Strategy Evolution in the Total Synthesis of Spirastrellolide A Methyl Ester

This review highlights the many challenges overcome during our recent synthetic campaign towards spirastrellolide A, a structurally unprecedented antimitotic marine macrolide that potently and selectively inhibits protein phosphatases, and represents a promising lead for anticancer drug discovery. Faced with the initial stereochemical ambiguities, a flexible and modular synthetic strategy was adopted for the construction of increasingly elaborate fragments of the architecturally complex macrolactone to enable further structural elucidation by detailed NMR analysis.

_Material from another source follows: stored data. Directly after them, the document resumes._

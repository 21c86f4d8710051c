//! Sequence gap detection.
//!
//! Frame ids are meant to increase by one. The detector keeps the highest id
//! seen and reports how many ids were skipped on each call. An id at or below
//! the high-water mark is a sequence anomaly: logged and counted, never an
//! error, and the mark is not rewound.

/// Gap detector over a monotonically intended frame id.
#[derive(Debug, Default, Clone)]
pub struct SequenceGapDetector {
    last: Option<i64>,
    gap_events: u64,
    anomalies: u64,
}

impl SequenceGapDetector {
    /// Create a detector that has seen nothing.
    #[must_use]
    pub fn new() -> Self {
        Self::default()
    }

    /// Record `sequence_id` and return how many ids were skipped since the last call.
    ///
    /// Gaps wider than `u32::MAX` saturate.
    pub fn observe(&mut self, sequence_id: i64) -> u32 {
        let Some(last) = self.last else {
            self.last = Some(sequence_id);
            return 0;
        };

        if sequence_id <= last {
            self.anomalies += 1;
            tracing::warn!(
                sequence_id,
                high_water_mark = last,
                "Sequence anomaly: frame id not above last seen"
            );
            return 0;
        }

        self.last = Some(sequence_id);
        let skipped = (i128::from(sequence_id) - i128::from(last) - 1) as u128;
        let gap = u32::try_from(skipped).unwrap_or(u32::MAX);
        if gap > 0 {
            self.gap_events += 1;
            tracing::warn!(sequence_id, previous = last, missed = gap, "Frame gap detected");
        }
        gap
    }

    /// Highest id seen.
    pub fn last_seen(&self) -> Option<i64> {
        self.last
    }

    /// Calls that reported a non-zero gap.
    pub fn gap_events(&self) -> u64 {
        self.gap_events
    }

    /// Calls with an id at or below the high-water mark.
    pub fn anomalies(&self) -> u64 {
        self.anomalies
    }

    /// Forget the high-water mark and counters.
    pub fn reset(&mut self) {
        *self = Self::default();
    }
}

#[cfg(test)]
mod tests {
    use super::*;
    use proptest::prelude::*;

    #[test]
    fn test_first_call_reports_no_gap() {
        let mut detector = SequenceGapDetector::new();
        assert_eq!(detector.observe(1000), 0);
        assert_eq!(detector.last_seen(), Some(1000));
    }

    #[test]
    fn test_gap_counts_skipped_ids() {
        let mut detector = SequenceGapDetector::new();
        detector.observe(1);
        assert_eq!(detector.observe(2), 0);
        assert_eq!(detector.observe(5), 2);
        assert_eq!(detector.gap_events(), 1);
    }

    #[test]
    fn test_out_of_order_does_not_rewind() {
        let mut detector = SequenceGapDetector::new();
        detector.observe(10);
        assert_eq!(detector.observe(7), 0);
        assert_eq!(detector.observe(10), 0);
        assert_eq!(detector.last_seen(), Some(10));
        assert_eq!(detector.anomalies(), 2);
        assert_eq!(detector.observe(11), 0);
    }

    #[test]
    fn test_huge_gap_saturates() {
        let mut detector = SequenceGapDetector::new();
        detector.observe(i64::MIN);
        assert_eq!(detector.observe(i64::MAX), u32::MAX);
    }

    #[test]
    fn test_reset_forgets_high_water_mark() {
        let mut detector = SequenceGapDetector::new();
        detector.observe(50);
        detector.reset();
        assert_eq!(detector.observe(3), 0);
        assert_eq!(detector.last_seen(), Some(3));
        assert_eq!(detector.anomalies(), 0);
    }

    proptest! {
        #[test]
        fn strictly_increasing_ids_sum_to_span(
            first in -1_000_000i64..1_000_000,
            steps in proptest::collection::vec(1i64..50, 1..200),
        ) {
            let mut detector = SequenceGapDetector::new();
            let mut id = first;
            let mut total = u64::from(detector.observe(id));
            for step in &steps {
                id += step;
                total += u64::from(detector.observe(id));
            }
            let calls = steps.len() as i64 + 1;
            prop_assert_eq!(total as i64, id - first - calls + 1);
        }

        #[test]
        fn stale_ids_never_move_the_mark(
            mark in 0i64..10_000,
            stale in proptest::collection::vec(-10_000i64..=0, 1..50),
        ) {
            let mut detector = SequenceGapDetector::new();
            detector.observe(mark);
            for offset in stale {
                prop_assert_eq!(detector.observe(mark + offset), 0);
                prop_assert_eq!(detector.last_seen(), Some(mark));
            }
        }
    }
}
impl Frame {
    /// Create an uncompressed frame whose payload already holds raw elements.
    pub fn uncompressed(
        sequence_id: i64,
        timestamp: impl Into<Timestamp>,
        shape: Vec<u32>,
        element_type: ElementType,
        payload: impl Into<Bytes>,
    ) -> Self {
        let payload = payload.into();
        Self {
            sequence_id,
            timestamp: timestamp.into(),
            shape,
            element_type,
            codec: String::new(),
            codec_params: CodecParams::default(),
            uncompressed_size: payload.len() as u64,
            payload,
        }
    }

    /// Create a frame with an encoded payload.
    pub fn encoded(
        sequence_id: i64,
        timestamp: impl Into<Timestamp>,
        shape: Vec<u32>,
        element_type: ElementType,
        codec: CodecKind,
        uncompressed_size: u64,
        payload: impl Into<Bytes>,
    ) -> Self {
        Self {
            sequence_id,
            timestamp: timestamp.into(),
            shape,
            element_type,
            codec: codec.as_str().to_string(),
            codec_params: CodecParams::default(),
            uncompressed_size,
            payload: payload.into(),
        }
    }

    /// Attach codec parameters.
    pub fn with_codec_params(mut self, params: CodecParams) -> Self {
        self.codec_params = params;
        self
    }
}

// =============================================================================
// TypedBuffer
// =============================================================================

/// Decoded flat numeric buffer.
///
/// Keeps the detector's native element type; conversion to `f64` happens only
/// when a consumer asks for it.
#[derive(Clone, Debug, PartialEq)]
pub enum TypedBuffer {
    U8(Vec<u8>),
    I8(Vec<i8>),
    U16(Vec<u16>),
    I16(Vec<i16>),
    U32(Vec<u32>),
    I32(Vec<i32>),
    U64(Vec<u64>),
    I64(Vec<i64>),
    F32(Vec<f32>),
    F64(Vec<f64>),
}

fn collect_le<T, F, const N: usize>(bytes: &[u8], convert: F) -> Vec<T>
where
    F: Fn([u8; N]) -> T,
{
    bytes
        .chunks_exact(N)
        .map(|chunk| {
            let mut raw = [0u8; N];
            raw.copy_from_slice(chunk);
            convert(raw)
        })
        .collect()
}

impl TypedBuffer {
    /// Reinterpret little-endian bytes as `element_type`.
    pub fn from_le_bytes(element_type: ElementType, bytes: &[u8]) -> Result<Self, DaqError> {
        let element_size = element_type.size();
        if bytes.len() % element_size != 0 {
            return Err(DaqError::PayloadNotAligned {
                bytes: bytes.len(),
                element_size,
            });
        }

        let buffer = match element_type {
            ElementType::U8 => TypedBuffer::U8(bytes.to_vec()),
            ElementType::I8 => TypedBuffer::I8(bytes.iter().map(|&b| b as i8).collect()),
            ElementType::U16 => TypedBuffer::U16(collect_le(bytes, u16::from_le_bytes)),
            ElementType::I16 => TypedBuffer::I16(collect_le(bytes, i16::from_le_bytes)),
            ElementType::U32 => TypedBuffer::U32(collect_le(bytes, u32::from_le_bytes)),
            ElementType::I32 => TypedBuffer::I32(collect_le(bytes, i32::from_le_bytes)),
            ElementType::U64 => TypedBuffer::U64(collect_le(bytes, u64::from_le_bytes)),
            ElementType::I64 => TypedBuffer::I64(collect_le(bytes, i64::from_le_bytes)),
            ElementType::F32 => TypedBuffer::F32(collect_le(bytes, f32::from_le_bytes)),
            ElementType::F64 => TypedBuffer::F64(collect_le(bytes, f64::from_le_bytes)),
        };
        Ok(buffer)
    }

    /// Serialize back to little-endian bytes.
    pub fn to_le_bytes(&self) -> Vec<u8> {
        fn flatten<T, F, const N: usize>(values: &[T], convert: F) -> Vec<u8>
        where
            T: Copy,
            F: Fn(T) -> [u8; N],
        {
            values.iter().flat_map(|&v| convert(v)).collect()
        }

        match self {
            TypedBuffer::U8(data) => data.clone(),
            TypedBuffer::I8(data) => data.iter().map(|&v| v as u8).collect(),
            TypedBuffer::U16(data) => flatten(data, u16::to_le_bytes),
            TypedBuffer::I16(data) => flatten(data, i16::to_le_bytes),
            TypedBuffer::U32(data) => flatten(data, u32::to_le_bytes),
            TypedBuffer::I32(data) => flatten(data, i32::to_le_bytes),
            TypedBuffer::U64(data) => flatten(data, u64::to_le_bytes),
            TypedBuffer::I64(data) => flatten(data, i64::to_le_bytes),
            TypedBuffer::F32(data) => flatten(data, f32::to_le_bytes),
            TypedBuffer::F64(data) => flatten(data, f64::to_le_bytes),
        }
    }

    /// Element type of this buffer.
    pub fn element_type(&self) -> ElementType {
        match self {
            TypedBuffer::U8(_) => ElementType::U8,
            TypedBuffer::I8(_) => ElementType::I8,
            TypedBuffer::U16(_) => ElementType::U16,
            TypedBuffer::I16(_) => ElementType::I16,
            TypedBuffer::U32(_) => ElementType::U32,
            TypedBuffer::I32(_) => ElementType::I32,
            TypedBuffer::U64(_) => ElementType::U64,
            TypedBuffer::I64(_) => ElementType::I64,
            TypedBuffer::F32(_) => ElementType::F32,
            TypedBuffer::F64(_) => ElementType::F64,
        }
    }

    /// Get the number of elements
    pub fn len(&self) -> usize {
        match self {
            TypedBuffer::U8(data) => data.len(),
            TypedBuffer::I8(data) => data.len(),
            TypedBuffer::U16(data) => data.len(),
            TypedBuffer::I16(data) => data.len(),
            TypedBuffer::U32(data) => data.len(),
            TypedBuffer::I32(data) => data.len(),
            TypedBuffer::U64(data) => data.len(),
            TypedBuffer::I64(data) => data.len(),
            TypedBuffer::F32(data) => data.len(),
            TypedBuffer::F64(data) => data.len(),
        }
    }

    /// Check if buffer is empty
    pub fn is_empty(&self) -> bool {
        self.len() == 0
    }

    /// Get memory usage in bytes
    pub fn memory_bytes(&self) -> usize {
        self.len() * self.element_type().size()
    }

    /// Convert to f64 for processing/display.
    ///
    /// Returns Cow to avoid allocation for the F64 variant. 64-bit integers
    /// beyond 2^53 lose precision.
    pub fn as_f64(&self) -> Cow<'_, [f64]> {
        match self {
            TypedBuffer::U8(data) => Cow::Owned(data.iter().map(|&v| f64::from(v)).collect()),
            TypedBuffer::I8(data) => Cow::Owned(data.iter().map(|&v| f64::from(v)).collect()),
            TypedBuffer::U16(data) => Cow::Owned(data.iter().map(|&v| f64::from(v)).collect()),
            TypedBuffer::I16(data) => Cow::Owned(data.iter().map(|&v| f64::from(v)).collect()),
            TypedBuffer::U32(data) => Cow::Owned(data.iter().map(|&v| f64::from(v)).collect()),
            TypedBuffer::I32(data) => Cow::Owned(data.iter().map(|&v| f64::from(v)).collect()),
            TypedBuffer::U64(data) => Cow::Owned(data.iter().map(|&v| v as f64).collect()),
            TypedBuffer::I64(data) => Cow::Owned(data.iter().map(|&v| v as f64).collect()),
            TypedBuffer::F32(data) => Cow::Owned(data.iter().map(|&v| f64::from(v)).collect()),
            TypedBuffer::F64(data) => Cow::Borrowed(data.as_slice()),
        }
    }
}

A reliable and convergent synthetic route evolved to encompass the use of boron‐mediated aldol reactions to install much of the required oxygenation pattern and associated stereocenters, together with a tandem double Sharpless asymmetric dihydroxylation and cyclization to efficiently access the signature DEF ‐ [5,6,6]‐ bis ‐spiroacetal region from a linear diene precursor. A pivotal sp 2 ‐sp 3 Suzuki fragment coupling, followed by a double hydroboration of the resulting diene, then provided an advanced C17‐C40 aldehyde which was coupled with a suitable C1‐C16 alkyne. Following BC‐spiroacetalization, a high yielding Yamaguchi macrolactonization afforded the C1‐C40 macrocyclic core, where the full side chain was then introduced by sequential olefin cross‐metathesis and π‐allyl Stille cross‐coupling, culminating in the first total synthesis of spirastrellolide A methyl ester.